Instructor: Hal White
Office:
Phone:
e-mail:
123 Brown Laboratory
831-2908
halwhite@udel.edu
Course Description: Being a new teaching assistant in an introductory biology or chemistry laboratory of 20 undergraduates requires preparation not only in the subject matter but also in methods of instruction. This course focuses on the latter.  It is not a course devoted to biology or chemistry content. Rather, it focuses on teaching and especially learning. Its main goal is to provide you with the information you need to succeed as a laboratory teaching assistant. Among the topics and issues addressed are:

Time & Place:
The class meets Mondays from 10:10 to 11:00 A.M. in 112 Brown Laboratory. In addition, the course is coupled to the annual TA Conference sponsored by the Center for Teaching Effectiveness and departmental TA Orientation sessions during the week before classes start.  The full course schedule

Who should take this course:
All new Chemistry graduate students who are first-time teaching assistants must take Introduction to Laboratory Instruction starting in the Fall of 2002. All new Biology graduate students who are first-time teaching assistants are strongly recommended to take this course. In preparation for future teaching assistant responsibilities, Chemistry and Biology graduate students who do not pass their English Language Institute skill test also should take this course.

Text:
There is no text for this course. However, there will be many handouts and material you photocopy or print from the Internet. In order to keep these documents organized, you should put them in a three-ring binder.

Background:
Financial support and incentives for offering this course come from the Howard Hughes Medical Institute (HHMI) and their four-year Undergraduate Biological Sciences Education Grant to the University of Delaware beginning September 2002. The HHMI Undergraduate Program at the University of Delaware is dedicated to "stimulating attitudes of inquiry" in the classroom and in the laboratory, and among students and faculty at all levels. Traditional methods of instruction (e. g. "cookbook laboratories") focus on transmission of information rather than cultivating curiosity and conceptual understanding. One of the goals of this course is to catalyze a shift in the perception of a teacher's role from the being source of all knowledge to being a facilitator of student learning.

Grading and Assignments:
Introduction to Laboratory Instruction is a pass-fail course. The main purpose of the course is to help new teaching assistants succeed. To achieve that, registrants must come prepared and on time to all classes. Excused absence for legitimate reason requires advance notice to the instructor, if possible. Assignments associated with the course will build on the normal and expected preparation for laboratory instruction. All assignments must be completed. All teaching assistants in the course must maintain a teaching portfolio in which they document their efforts with carefully selected items that display their progress and accomplishments. Students who successfully complete this course may eventually apply it toward a graduate teaching certificate being dedveloped through the Center for Teaching Effectiveness.

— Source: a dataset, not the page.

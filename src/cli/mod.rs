//! Command line interface.

pub mod args;
pub mod commands;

Chemistry-Biology Synergy:
Much of modern biology is molecular. Thus, knowledge of chemistry is needed to understand much of modern biology. Most students dislike chemistry; however, biology can be used to make chemistry relevant. About 60% of students taking introductory chemistry laboratories have majors in the life sciences.  By mixing teaching assistants from Biology and Chemistry together in one class, each group will learn from the other, gain insight into their own discipline, and enrich their effectiveness as teachers. The course instructor is a biochemist--actually a biologist who was trained in chemistry. He sees the world with an evolutionary perspective, likes genetics, studies proteins, and really digs intermediary metabolism. In his spare time, he moonlights as an entomologist. He is devoted to education and eager to facilitate interdisciplinary communication among students, teaching assistants, and instructors. He once said, "Nothing in chemistry interests me except as it relates to biology; however, I've discovered that there is little in chemistry that doesn't relate to biology."

Groups and Class Conduct:
Each student will be assigned to a heterogeneous group of four or five students. These groups will not change during the semester. Every class period will involve group and whole class discussion with occasional individual presentations. Experienced teaching assistants and other guests will contribute to some classes.

Pedagogical Philosophy:
Over the years, my perception of my role in the class room has changed and now focuses on student learning. First, I believe that substantive learning has an emotional component which I view as involvement.  Consequently, I feel comfortable and justified in moving from a teacher-centered lecture approach to a student-centered, problem-based learning approach where students work in cooperative groups during class time.  To encourage involvement, I look for complex real-world problems with a “hook” that relates to the students and to the concepts I want them to learn.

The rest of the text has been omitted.